▶ _EXERCISE DESCRIPTION_
From the line below that contains "filename src/config/mod.rs" to the line that contains "or package entry.", repeat every line exactly, both ends included, and nothing else.

*** DATA PROVIDED Section Begins ***

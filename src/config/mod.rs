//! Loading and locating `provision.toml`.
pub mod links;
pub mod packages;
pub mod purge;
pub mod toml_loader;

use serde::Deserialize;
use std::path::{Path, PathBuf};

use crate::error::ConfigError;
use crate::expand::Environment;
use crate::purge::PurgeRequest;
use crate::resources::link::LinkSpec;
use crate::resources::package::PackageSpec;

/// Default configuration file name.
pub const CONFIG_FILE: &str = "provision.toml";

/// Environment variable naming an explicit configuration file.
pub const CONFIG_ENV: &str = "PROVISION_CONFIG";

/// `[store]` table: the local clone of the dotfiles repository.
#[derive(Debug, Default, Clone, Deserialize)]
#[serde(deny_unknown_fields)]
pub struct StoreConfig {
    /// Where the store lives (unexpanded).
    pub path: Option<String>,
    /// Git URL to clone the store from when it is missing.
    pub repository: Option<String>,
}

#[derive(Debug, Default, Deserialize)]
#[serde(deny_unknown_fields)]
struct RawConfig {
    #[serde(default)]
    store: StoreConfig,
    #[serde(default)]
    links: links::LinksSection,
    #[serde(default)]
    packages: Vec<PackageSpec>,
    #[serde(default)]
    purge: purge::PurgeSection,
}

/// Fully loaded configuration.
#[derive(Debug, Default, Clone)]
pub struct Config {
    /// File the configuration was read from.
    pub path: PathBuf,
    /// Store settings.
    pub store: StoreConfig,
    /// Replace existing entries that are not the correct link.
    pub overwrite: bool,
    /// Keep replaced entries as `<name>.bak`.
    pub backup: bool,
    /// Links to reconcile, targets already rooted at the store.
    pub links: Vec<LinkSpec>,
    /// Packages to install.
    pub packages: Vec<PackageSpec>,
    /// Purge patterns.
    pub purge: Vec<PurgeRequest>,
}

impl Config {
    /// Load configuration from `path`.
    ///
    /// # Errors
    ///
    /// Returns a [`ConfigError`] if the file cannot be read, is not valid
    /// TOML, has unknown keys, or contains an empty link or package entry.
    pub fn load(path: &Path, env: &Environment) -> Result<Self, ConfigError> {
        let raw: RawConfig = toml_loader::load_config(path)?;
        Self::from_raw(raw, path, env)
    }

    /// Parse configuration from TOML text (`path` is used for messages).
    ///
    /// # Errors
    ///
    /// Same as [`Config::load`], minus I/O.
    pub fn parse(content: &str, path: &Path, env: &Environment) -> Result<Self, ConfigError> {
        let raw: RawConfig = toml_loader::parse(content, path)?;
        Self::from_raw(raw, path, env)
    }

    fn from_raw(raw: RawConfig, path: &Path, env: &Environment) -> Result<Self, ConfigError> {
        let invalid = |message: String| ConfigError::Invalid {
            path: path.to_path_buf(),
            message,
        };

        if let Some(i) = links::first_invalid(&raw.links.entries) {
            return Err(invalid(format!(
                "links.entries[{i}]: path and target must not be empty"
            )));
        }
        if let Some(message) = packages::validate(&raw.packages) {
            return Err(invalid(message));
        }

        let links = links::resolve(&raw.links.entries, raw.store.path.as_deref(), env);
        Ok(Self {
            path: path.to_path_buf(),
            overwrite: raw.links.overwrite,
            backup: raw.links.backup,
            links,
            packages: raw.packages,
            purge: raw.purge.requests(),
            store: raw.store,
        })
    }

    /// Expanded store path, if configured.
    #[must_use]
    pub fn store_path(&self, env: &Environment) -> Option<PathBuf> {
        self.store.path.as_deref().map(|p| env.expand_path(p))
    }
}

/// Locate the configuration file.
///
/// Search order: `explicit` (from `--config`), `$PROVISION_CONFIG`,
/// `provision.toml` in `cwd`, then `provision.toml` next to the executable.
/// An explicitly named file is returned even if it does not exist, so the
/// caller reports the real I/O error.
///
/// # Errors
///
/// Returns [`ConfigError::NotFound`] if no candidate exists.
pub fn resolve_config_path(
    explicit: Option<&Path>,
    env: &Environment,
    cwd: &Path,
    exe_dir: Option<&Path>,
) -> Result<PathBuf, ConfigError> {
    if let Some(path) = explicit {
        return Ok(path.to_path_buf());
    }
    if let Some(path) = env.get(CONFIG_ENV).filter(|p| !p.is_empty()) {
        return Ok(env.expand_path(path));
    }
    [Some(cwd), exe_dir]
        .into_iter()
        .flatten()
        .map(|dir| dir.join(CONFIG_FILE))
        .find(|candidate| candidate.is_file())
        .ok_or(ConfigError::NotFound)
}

*** DATA PROVIDED Section Ends ***
*** DATA PROVIDED Section Begins ***

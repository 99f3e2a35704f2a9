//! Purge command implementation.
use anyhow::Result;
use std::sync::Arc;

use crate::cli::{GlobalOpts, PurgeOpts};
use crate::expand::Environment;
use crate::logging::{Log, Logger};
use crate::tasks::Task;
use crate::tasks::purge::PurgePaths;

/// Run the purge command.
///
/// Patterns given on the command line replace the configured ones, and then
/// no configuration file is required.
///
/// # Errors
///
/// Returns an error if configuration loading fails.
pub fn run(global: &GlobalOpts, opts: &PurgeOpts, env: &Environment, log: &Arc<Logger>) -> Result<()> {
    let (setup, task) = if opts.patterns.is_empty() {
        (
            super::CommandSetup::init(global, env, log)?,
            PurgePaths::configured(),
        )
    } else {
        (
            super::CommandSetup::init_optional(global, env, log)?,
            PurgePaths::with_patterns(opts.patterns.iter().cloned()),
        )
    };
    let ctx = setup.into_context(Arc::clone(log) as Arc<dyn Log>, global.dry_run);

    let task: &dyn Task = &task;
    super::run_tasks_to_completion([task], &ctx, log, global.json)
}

*** DATA PROVIDED Section Ends ***

▶ _WORKED SOLUTION_
filename src/config/mod.rs
//! Loading and locating `provision.toml`.
pub mod links;
pub mod packages;
pub mod purge;
pub mod toml_loader;

use serde::Deserialize;
use std::path::{Path, PathBuf};

use crate::error::ConfigError;
use crate::expand::Environment;
use crate::purge::PurgeRequest;
use crate::resources::link::LinkSpec;
use crate::resources::package::PackageSpec;

/// Default configuration file name.
pub const CONFIG_FILE: &str = "provision.toml";

/// Environment variable naming an explicit configuration file.
pub const CONFIG_ENV: &str = "PROVISION_CONFIG";

/// `[store]` table: the local clone of the dotfiles repository.
#[derive(Debug, Default, Clone, Deserialize)]
#[serde(deny_unknown_fields)]
pub struct StoreConfig {
    /// Where the store lives (unexpanded).
    pub path: Option<String>,
    /// Git URL to clone the store from when it is missing.
    pub repository: Option<String>,
}

#[derive(Debug, Default, Deserialize)]
#[serde(deny_unknown_fields)]
struct RawConfig {
    #[serde(default)]
    store: StoreConfig,
    #[serde(default)]
    links: links::LinksSection,
    #[serde(default)]
    packages: Vec<PackageSpec>,
    #[serde(default)]
    purge: purge::PurgeSection,
}

/// Fully loaded configuration.
#[derive(Debug, Default, Clone)]
pub struct Config {
    /// File the configuration was read from.
    pub path: PathBuf,
    /// Store settings.
    pub store: StoreConfig,
    /// Replace existing entries that are not the correct link.
    pub overwrite: bool,
    /// Keep replaced entries as `<name>.bak`.
    pub backup: bool,
    /// Links to reconcile, targets already rooted at the store.
    pub links: Vec<LinkSpec>,
    /// Packages to install.
    pub packages: Vec<PackageSpec>,
    /// Purge patterns.
    pub purge: Vec<PurgeRequest>,
}

impl Config {
    /// Load configuration from `path`.
    ///
    /// # Errors
    ///
    /// Returns a [`ConfigError`] if the file cannot be read, is not valid
    /// TOML, has unknown keys, or contains an empty link or package entry.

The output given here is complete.